Jesus is inviting us to tell the truth with our lives, to live how we were made to live – attached to our source of life. To come back to the reality that babies still exist in, to return to the natural order of things.
Rest is part of the cycle of creation itself, hibernation, germination, night, day, winter, spring.  It is initiated, and in fact, commanded, by the creator of all, who rests. 

The Old Testament often refers to the promise of salvation as “coming into the rest of God.”  In other words, rest is what it feels like to be saved from whatever keeps us captive, released from whatever consumes us, freed from whatever enslaves us, restored from whatever disconnects us from God, and relieved of whatever keeps us divided from each other.  Salvation is coming into the rest of God.

But, especially in the midst of what feels like such a national crisis, how do we do it?  
How do we actually put down what is weighing on our minds and pressing on our souls?  How could we ever allow ourselves to?

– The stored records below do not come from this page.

use crate::bm25::Bm25Params;
use crate::error::EngineError;
use crate::fusion::FusionWeights;
use serde::{Deserialize, Serialize};

/// Pattern-cache fast-path thresholds. All three must hold before a cached
/// answer bypasses full ranking.
#[derive(Debug, Clone, Copy, Serialize, Deserialize)]
#[serde(default)]
pub struct PatternConfig {
    /// Minimum Jaccard similarity between the query signature and a stored
    /// pattern signature.
    pub min_jaccard: f64,
    /// Minimum confirmed-correct count for the pattern's best document.
    pub min_confirmations: u64,
    /// Minimum derived confidence (0-100) of the stored pattern.
    pub min_confidence: f64,
}

impl Default for PatternConfig {
    fn default() -> Self {
        Self {
            min_jaccard: 0.8,
            min_confirmations: 2,
            min_confidence: 90.0,
        }
    }
}

#[derive(Debug, Clone, Copy, Serialize, Deserialize)]
#[serde(default)]
pub struct FeedbackConfig {
    /// EMA smoothing factor for per-pair success rates.
    pub ema_alpha: f64,
    /// Bounded compare-and-swap retries before a conflict surfaces.
    pub max_cas_retries: u32,
}

impl Default for FeedbackConfig {
    fn default() -> Self {
        Self {
            ema_alpha: 0.1,
            max_cas_retries: 5,
        }
    }
}

/// Engine configuration, validated once at `Matcher` construction.
#[derive(Debug, Clone, Serialize, Deserialize)]
#[serde(default)]
pub struct EngineConfig {
    pub fusion: FusionWeights,
    pub bm25: Bm25Params,
    /// Candidates retained per ranking signal before fusion.
    pub top_k: usize,
    pub pattern: PatternConfig,
    pub feedback: FeedbackConfig,
}

impl Default for EngineConfig {
    fn default() -> Self {
        Self {
            fusion: FusionWeights::default(),
            bm25: Bm25Params::default(),
            top_k: 10,
            pattern: PatternConfig::default(),
            feedback: FeedbackConfig::default(),
        }
    }
}

impl EngineConfig {
    pub fn validate(&self) -> Result<(), EngineError> {
        self.fusion.validate()?;
        if self.top_k == 0 {
            return Err(EngineError::Config("top_k must be at least 1".into()));
        }
        if !(0.0..=1.0).contains(&self.feedback.ema_alpha) {
            return Err(EngineError::Config(format!(
                "ema_alpha must be within [0, 1] (got {})",
                self.feedback.ema_alpha
            )));
        }
        if self.feedback.max_cas_retries == 0 {
            return Err(EngineError::Config("max_cas_retries must be at least 1".into()));
        }
        if !(0.0..=1.0).contains(&self.pattern.min_jaccard) {
            return Err(EngineError::Config(format!(
                "min_jaccard must be within [0, 1] (got {})",
                self.pattern.min_jaccard
            )));
        }
        Ok(())
    }
}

He answers the how question too.
“Take my yoke upon you and learn from me,” Jesus says. A yoke is a wooden crosspiece that is fastened over the necks of two animals and attached to the plow or cart that they are to pull.
“Take my yoke upon you.” This is a straight up trade. Jesus says, I will release you from your work and give you a different job altogether.  I will unhook you from all that you are dragging around, and connect you back up to me, and you will carry what I carry into the world instead.

What are you weary of?
What heavy burdens are you carrying around? 
To what are you captive?  
What feels most pressing, most urgent, most demanding?
These are what Jesus will ask you to lay down. 
That feels terrifying.  Because the very things we are often most weary of, are the things we also believe define us, or the things we think can’t happen without us.  We tell ourselves they are our identity, our purpose, our reason for being.  And who would we be, without these things?  How can we be expected to lay those down?

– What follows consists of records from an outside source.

use crate::error::EngineError;
use crate::generation::Generation;
use serde::{Deserialize, Serialize};
use std::fs::{create_dir_all, File};
use std::io::{BufReader, BufWriter};
use std::path::{Path, PathBuf};

pub const SNAPSHOT_VERSION: u32 = 1;

/// Human-readable sidecar describing a snapshot.
#[derive(Debug, Serialize, Deserialize)]
pub struct MetaFile {
    pub generation: u64,
    pub num_docs: u32,
    pub created_at: String,
    pub version: u32,
}

pub struct IndexPaths {
    pub root: PathBuf,
}

impl IndexPaths {
    pub fn new<P: AsRef<Path>>(root: P) -> Self {
        Self {
            root: root.as_ref().to_path_buf(),
        }
    }

    fn generation(&self) -> PathBuf {
        self.root.join("generation.bin")
    }

    fn meta(&self) -> PathBuf {
        self.root.join("meta.json")
    }
}

/// Write a generation snapshot plus its meta file.
pub fn save_generation(
    paths: &IndexPaths,
    generation: &Generation,
    created_at: &str,
) -> Result<(), EngineError> {
    create_dir_all(&paths.root)?;
    let file = BufWriter::new(File::create(paths.generation())?);
    bincode::serialize_into(file, generation)?;

    let meta = MetaFile {
        generation: generation.id,
        num_docs: generation.len() as u32,
        created_at: created_at.to_string(),
        version: SNAPSHOT_VERSION,
    };
    serde_json::to_writer_pretty(File::create(paths.meta())?, &meta)?;
    Ok(())
}

pub fn load_generation(paths: &IndexPaths) -> Result<Generation, EngineError> {
    let file = BufReader::new(File::open(paths.generation())?);
    Ok(bincode::deserialize_from(file)?)
}

pub fn load_meta(paths: &IndexPaths) -> Result<MetaFile, EngineError> {
    let file = BufReader::new(File::open(paths.meta())?);
    Ok(serde_json::from_reader(file)?)
}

The yoke we are given by the world, the one we instinctively pick up starts in the very earliest lie, which says we are in this alone and God can’t be trusted.  It goes on to convince us that the goal of life is security and self-sufficiency at all costs. Those around us are competition, threat and obstacle; there is not enough to go around, so guard yours well. It says that the powerful matter and the weak don’t, that having more makes you better, and that all human worth is earned. It’s all up to you, so never slow down, never give up, never let go, never lose your place.
That’s the yoke we are accustomed to being strapped into, the cart we are most often pulling behind us.  Regardless of how we each specifically fill it – this message is the gyst of it for us all.  And this way of life demands constant vigilance and self-protection.

We can easily see this mentality shaping the current regime, but when it comes to doing justice, fighting for rights, standing up for one another, this mentality also often shapes our actions.  Life is a battle. It’s all up to us. The “other side” is the enemy. Those who dehumanize others are less than human.  No rest for the weary – you must stay constantly engaged. You are not doing enough. You are doing it wrong.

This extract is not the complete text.